**Input for this task:**
impl Document for MemoryDocument {
    fn machine(&self) -> Machine {
        self.machine
    }

    fn expansion_chips(&self) -> ChipMask {
        self.chips
    }

    fn n163_channels(&self) -> usize {
        self.n163_channels
    }

    fn engine_speed(&self) -> Option<u32> {
        self.engine_speed
    }

    fn vibrato_mode(&self) -> VibratoMode {
        self.vibrato_mode
    }

    fn linear_pitch(&self) -> bool {
        self.linear_pitch
    }

    fn speed_split_point(&self) -> u8 {
        self.split_point
    }

    fn track_count(&self) -> usize {
        self.tracks.len()
    }

    fn frame_count(&self, track: usize) -> usize {
        self.tracks.get(track).map(|t| t.frames.len()).unwrap_or(0)
    }

    fn pattern_length(&self, track: usize) -> usize {
        self.tracks.get(track).map(|t| t.pattern_length).unwrap_or(0)
    }

    fn song_speed(&self, track: usize) -> u32 {
        self.tracks.get(track).map(|t| t.speed).unwrap_or(DEFAULT_SPEED)
    }

    fn song_tempo(&self, track: usize) -> u32 {
        self.tracks.get(track).map(|t| t.tempo).unwrap_or(DEFAULT_TEMPO)
    }

    fn highlight(&self, track: usize) -> (u32, u32) {
        self.tracks.get(track).map(|t| t.highlight).unwrap_or((4, 16))
    }

    fn note(&self, track: usize, frame: usize, channel: usize, row: usize) -> Note {
        self.tracks
            .get(track)
            .map(|t| t.cell(frame, channel, row))
            .unwrap_or_default()
    }

    fn instrument(&self, index: u8) -> Option<Arc<Instrument>> {
        self.instruments.get(index as usize).cloned().flatten()
    }

    fn dpcm_sample(&self, index: usize) -> Option<Arc<DpcmSample>> {
        self.samples.get(index).cloned()
    }
}

// JSON form of a document

fn default_speed() -> u32 {
    DEFAULT_SPEED
}

fn default_tempo() -> u32 {
    DEFAULT_TEMPO
}

fn default_rows() -> usize {
    DEFAULT_PATTERN_LENGTH
}

fn default_highlight() -> (u32, u32) {
    (4, 16)
}

fn default_n163() -> usize {
    1
}

fn default_split() -> u8 {
    DEFAULT_SPEED_SPLIT
}

#[derive(Debug, Serialize, Deserialize)]
struct TrackFile {
    #[serde(default)]
    name: String,
    #[serde(default = "default_speed")]
    speed: u32,
    #[serde(default = "default_tempo")]
    tempo: u32,
    #[serde(default = "default_rows")]
    rows: usize,
    #[serde(default = "default_highlight")]
    highlight: (u32, u32),
    /// frames[frame][channel] = pattern index
    #[serde(default)]
    frames: Vec<Vec<usize>>,
    /// patterns[channel][pattern] = row cells as text
    #[serde(default)]
    patterns: Vec<Vec<Vec<String>>>,
}

#[derive(Debug, Serialize, Deserialize)]
struct SongFile {
    #[serde(default)]
    machine: Machine,
    #[serde(default)]
    chips: Vec<Chip>,
    #[serde(default = "default_n163")]
    n163_channels: usize,
    #[serde(default)]
    engine_speed: Option<u32>,
    #[serde(default)]
    vibrato: VibratoMode,
    #[serde(default)]
    linear_pitch: bool,
    #[serde(default = "default_split")]
    speed_split: u8,
    #[serde(default)]
    instruments: Vec<Option<Instrument>>,
    #[serde(default)]
    samples: Vec<DpcmSample>,
    #[serde(default)]
    tracks: Vec<TrackFile>,
}

impl SongFile {
    fn into_document(self) -> Result<MemoryDocument> {
        let mut doc = MemoryDocument::new(self.machine, ChipMask::from_chips(self.chips));
        doc.set_n163_channels(self.n163_channels);
        doc.set_engine_speed(self.engine_speed);
        doc.vibrato_mode = self.vibrato;
        doc.linear_pitch = self.linear_pitch;
        doc.set_speed_split_point(self.speed_split);

        if self.instruments.len() > MAX_INSTRUMENTS {
            return Err(SoundGenError::Document(format!(
                "{} instruments, at most {MAX_INSTRUMENTS} supported",
                self.instruments.len()
            )));
        }
        for (index, inst) in self.instruments.into_iter().enumerate() {
            if let Some(inst) = inst {
                doc.set_instrument(index as u8, inst);
            }
        }
        for sample in self.samples {
            doc.add_sample(sample);
        }

        if !self.tracks.is_empty() {
            doc.tracks.clear();
        }
        let channels = doc.channel_count();
        for (index, file) in self.tracks.into_iter().enumerate() {
            let mut track = Track::new(file.name, channels);
            track.speed = file.speed.max(1);
            track.tempo = file.tempo;
            track.pattern_length = file.rows.clamp(1, 256);
            track.highlight = file.highlight;
            if !file.frames.is_empty() {
                track.frames = file
                    .frames
                    .into_iter()
                    .map(|mut f| {
                        f.resize(channels, 0);
                        f
                    })
                    .collect();
            }
            for (channel, patterns) in file.patterns.into_iter().enumerate().take(channels) {
                let parsed = patterns
                    .iter()
                    .map(|rows| {
                        rows.iter()
                            .map(|cell| cell.parse::<Note>())
                            .collect::<Result<Vec<_>>>()
                    })
                    .collect::<Result<Vec<_>>>()
                    .map_err(|e| {
                        SoundGenError::Document(format!("track {index} channel {channel}: {e}"))
                    })?;
                track.patterns[channel] = parsed;
            }
            doc.tracks.push(track);
        }
        Ok(doc)
    }

    fn from_document(doc: &MemoryDocument) -> Self {
        SongFile {
            machine: doc.machine,
            chips: doc.chips.chips().into_iter().filter(|c| *c != Chip::Apu2A03).collect(),
            n163_channels: doc.n163_channels,
            engine_speed: doc.engine_speed,
            vibrato: doc.vibrato_mode,
            linear_pitch: doc.linear_pitch,
            speed_split: doc.split_point,
            instruments: doc
                .instruments
                .iter()
                .map(|i| i.as_deref().cloned())
                .collect(),
            samples: doc.samples.iter().map(|s| (**s).clone()).collect(),
            tracks: doc
                .tracks
                .iter()
                .map(|t| TrackFile {
                    name: t.name.clone(),
                    speed: t.speed,
                    tempo: t.tempo,
                    rows: t.pattern_length,
                    highlight: t.highlight,
                    frames: t.frames.clone(),
                    patterns: t
                        .patterns
                        .iter()
                        .map(|pats| {
                            pats.iter()
                                .map(|rows| rows.iter().map(Note::to_string).collect())
                                .collect()
                        })
                        .collect(),
                })
                .collect(),
        }
    }
}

**Assignment:** Lines in the material above that contain "Option": how many are there? Reply with the number only.

**Result for this exercise:** 5